Die oberfränkischen Grünen fordern die Bayerische Staatsregierung auf, sich klar gegen den Bau eines neuen Atomkraftwerks im tschechischen Tušimice auszusprechen. Die beiden Landtagsabgeordneten Ursula Sowa (Bamberg) und Tim Pargent (Bayreuth) sowie die beiden Bundestagsabgeordneten Lisa Badum (Bamberg) und Johannes Wagner (Coburg) sind sich mit ihren oberfränkischen Parteikolleg:innen einig: „Diese Pläne dürfen nicht umgesetzt werden.“
Oberfranken wäre nämlich aller Voraussicht nach unmittelbar betroffen. Tušimice liegt am Fuße des Erzgebirges südlich von Chomuov (Komotau) und damit nur 17 km von der deutschen Grenze und dem Bundesland Sachsen entfernt. Die Landkreise Hof und Wunsiedel wären vermutlich Teil einer Evakuierungszone des neuen Kernkraftwerks. „Das heißt, Bürger:innen aus Oberfranken sind direkt in ihrer Sicherheit betroffen, wenn es zu einem Reaktorunfall kommt“, warnt die Landtagsabgeordnete Ursula Sowa. Sie erwartet deshalb, dass die Bayerische Staatsregierung Verantwortung übernimmt und Stellung gegen diese mögliche Bedrohungssituation bezieht.
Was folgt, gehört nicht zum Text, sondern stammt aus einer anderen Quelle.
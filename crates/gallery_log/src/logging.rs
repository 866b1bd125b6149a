//! Structured logging setup with tracing

use std::path::Path;
use std::sync::OnceLock;
use std::time::{Duration, SystemTime};
use tracing_appender::non_blocking::WorkerGuard;
use tracing_appender::rolling::{RollingFileAppender, Rotation};
use tracing_subscriber::{fmt, layer::SubscriberExt, util::SubscriberInitExt, EnvFilter};

/// Flushes the file writer on exit; lives as long as the process
static FILE_GUARD: OnceLock<WorkerGuard> = OnceLock::new();

/// Initialize the logging system
pub fn init_logging(default_filter: &str) -> anyhow::Result<()> {
    let log_dir = super::log_dir();
    std::fs::create_dir_all(&log_dir)?;

    let file_appender = RollingFileAppender::new(Rotation::DAILY, &log_dir, "gallery.log");
    let (non_blocking, guard) = tracing_appender::non_blocking(file_appender);
    if FILE_GUARD.set(guard).is_err() {
        anyhow::bail!("Logging already initialized");
    }

    let env_filter =
        EnvFilter::try_from_default_env().unwrap_or_else(|_| EnvFilter::new(default_filter));

    #[cfg(debug_assertions)]
    {
        // Development: pretty console output + file
        tracing_subscriber::registry()
            .with(env_filter)
            .with(fmt::layer().pretty())
            .with(fmt::layer().json().with_writer(non_blocking))
            .try_init()?;
    }

    #[cfg(not(debug_assertions))]
    {
        // Release: compact console + JSON file
        tracing_subscriber::registry()
            .with(env_filter)
            .with(fmt::layer().compact().with_writer(std::io::stderr))
            .with(fmt::layer().json().with_writer(non_blocking))
            .try_init()?;
    }

    tracing::info!("Logging initialized in {:?}", log_dir);
    Ok(())
}

/// Clean up log files in the log directory older than `days`
pub fn cleanup_old_logs(days: u32) -> anyhow::Result<usize> {
    cleanup_logs_in(&super::log_dir(), days)
}

/// Clean up rolled log files in `dir` older than `days`
pub fn cleanup_logs_in(dir: &Path, days: u32) -> anyhow::Result<usize> {
    if !dir.exists() {
        return Ok(0);
    }

    let threshold = SystemTime::now() - Duration::from_secs(u64::from(days) * 24 * 60 * 60);
    let mut deleted = 0;

    for entry in std::fs::read_dir(dir)? {
        let entry = entry?;
        let path = entry.path();

        // Rolled files are named gallery.log.YYYY-MM-DD
        let is_log = path
            .file_name()
            .and_then(|n| n.to_str())
            .is_some_and(|n| n.starts_with("gallery.log"));
        if !is_log {
            continue;
        }

        let modified = entry.metadata().and_then(|m| m.modified());
        if matches!(modified, Ok(t) if t < threshold) && std::fs::remove_file(&path).is_ok() {
            deleted += 1;
            tracing::debug!("Deleted old log: {:?}", path);
        }
    }

    tracing::info!("Cleaned up {} old log files", deleted);
    Ok(deleted)
}
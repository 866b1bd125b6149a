//! Scripted gallery session driven by a console host

use crate::library::{self, Library};
use anyhow::{Context, Result};
use gallery_core::{
    GalleryConfig, GalleryController, GalleryError, GalleryMixin, GallerySetup, HostContext, ItemId,
    ItemSource, MediaItem, PresentationHost, Rect, ReferenceView, ScreenSize, SelectionContext,
    Thumbnail, ThumbnailSignal,
};
use parking_lot::Mutex;
use std::path::Path;
use std::sync::Arc;

/// Host that logs what a real UI would do
struct ConsoleHost {
    reduce_motion: bool,
}

impl HostContext for ConsoleHost {
    fn screen_size(&self) -> ScreenSize {
        ScreenSize {
            width: 1280,
            height: 720,
        }
    }

    fn reduce_motion(&self) -> bool {
        self.reduce_motion
    }
}

impl PresentationHost for ConsoleHost {
    fn present_gallery(&self, controller: Arc<GalleryController>) {
        tracing::info!("Presenting gallery {}", controller.id());
    }

    fn dismiss_gallery(&self, controller: &GalleryController) {
        tracing::info!("Removed gallery {}", controller.id());
    }
}

/// Picked items, in pick order
#[derive(Default)]
struct PickedItems(Mutex<Vec<ItemId>>);

impl SelectionContext for PickedItems {
    fn is_selected(&self, id: &ItemId) -> bool {
        self.0.lock().contains(id)
    }

    fn selected_count(&self) -> usize {
        self.0.lock().len()
    }

    fn set_selected(&self, item: &MediaItem, selected: bool) {
        let mut picked = self.0.lock();
        picked.retain(|id| id != &item.id);
        if selected {
            picked.push(item.id.clone());
        }
    }
}

/// Options for a session run
pub struct SessionOptions {
    pub by_moments: bool,
    pub reduce_motion: bool,
}

/// Open a gallery over `folder`, page through it, pick a few items and send
pub async fn run(config: &GalleryConfig, folder: &Path, options: SessionOptions) -> Result<()> {
    let library = Arc::new(Library::scan(folder)?);
    let first = library
        .fetch_result
        .get(0)
        .map(|item| item.id.clone())
        .with_context(|| format!("No images in {:?}", folder))?;

    let source = if options.by_moments {
        ItemSource::moments(library.moments_by_day())
    } else {
        let name = folder.file_name().map(|n| n.to_string_lossy().into_owned());
        ItemSource::assets(library.fetch_result.clone(), name)
    };

    let host = Arc::new(ConsoleHost {
        reduce_motion: options.reduce_motion,
    });
    let picked = Arc::new(PickedItems::default());

    let mut setup = GallerySetup::new(host.clone(), host, first, source)
        .with_selection(picked.clone())
        .with_options(config.picker);
    if let Some(rgba) = config.thumbnails.placeholder_rgba() {
        setup = setup.with_thumbnail_image(Thumbnail::placeholder(
            config.thumbnails.placeholder_size,
            rgba,
        ));
    }

    let mut mixin = GalleryMixin::new(setup)?;
    wire_listeners(&mut mixin);

    let resolver_library = library.clone();
    let max_dimension = config.thumbnails.max_dimension;
    mixin.set_thumbnail_resolver(move |item| {
        let path = resolver_library.path_of(&item.id).cloned();
        let id = item.id.clone();
        let signal: ThumbnailSignal = Box::pin(async move {
            let path = path.ok_or(GalleryError::ItemNotFound(id))?;
            tokio::task::spawn_blocking(move || library::load_thumbnail(&path, max_dimension))
                .await
                .map_err(|e| GalleryError::Thumbnail(e.to_string()))?
        });
        signal
    });

    mixin.present()?;
    let controller = mixin.gallery_controller();
    if !options.reduce_motion {
        controller.finish_transition_in()?;
    }

    // Page through everything, picking every other item
    let items: Vec<ItemId> = match mixin.gallery_model() {
        Some(model) => model.read().items().iter().map(|i| i.id.clone()).collect(),
        None => Vec::new(),
    };
    for (index, id) in items.iter().enumerate() {
        mixin.focus_item(id)?;
        if let Some(view) = mixin.current_reference_view() {
            tracing::debug!("Anchor view {} at {:?}", view.tag, view.frame.center());
        }

        match mixin.thumbnail_for(id).await {
            Ok(thumb) => tracing::info!("Thumbnail {}x{} for {}", thumb.width(), thumb.height(), id),
            Err(e) => tracing::warn!("{}", e.user_message()),
        }

        if index % 2 == 0 {
            if let Err(e) = mixin.toggle_selection(id) {
                tracing::warn!("{}", e.user_message());
            }
        }
    }

    mixin.complete(true)?;
    if !options.reduce_motion {
        controller.finish_dismiss()?;
        mixin.dispatch_pending();
    }

    tracing::info!("Picked {} items", picked.selected_count());
    for id in picked.0.lock().iter() {
        println!("{}", id);
    }
    Ok(())
}

fn wire_listeners(mixin: &mut GalleryMixin) {
    mixin.set_will_transition_in(|| tracing::info!("Gallery transitioning in"));
    mixin.set_will_transition_out(|| tracing::info!("Gallery transitioning out"));
    mixin.set_did_transition_out(|| tracing::info!("Gallery gone"));
    mixin.set_item_focused(|item| tracing::info!("Focused {}", item.id));
    mixin.set_complete_with_item(|item, silent| {
        tracing::info!("Send {} (silent: {})", item.id, silent);
    });
    mixin.set_editor_opened(|| tracing::info!("Editor opened"));
    mixin.set_editor_closed(|| tracing::info!("Editor closed"));

    // Grid of 4 columns, 160px cells
    mixin.set_reference_view_for_item(|item| {
        let tag = item.created.map(|t| t.timestamp() as u64).unwrap_or_default();
        let cell = (tag % 16) as f32;
        Some(ReferenceView::new(
            tag,
            Rect::new((cell % 4.0) * 160.0, (cell / 4.0).floor() * 160.0, 160.0, 160.0),
        ))
    });
}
Die Gelegenheit dazu ist da, denn aktuell läuft ein Verfahren nach der Espoo-Konvention. Dieses internationale Abkommen über die „Umweltverträglichkeitsprüfung im grenzüberschreitenden Rahmen“ regelt die Öffentlichkeitsbeteiligung. Nicht nur der Freistaat, auch alle deutschen Bürger:innen können sich beteiligen und Einwendungen schreiben. Allerdings ist die Einwendungsfrist mit nur drei Wochen sehr kurz – ein weiterer Kritikpunkt der Grünen – und endet schon am 13. Juni 2025.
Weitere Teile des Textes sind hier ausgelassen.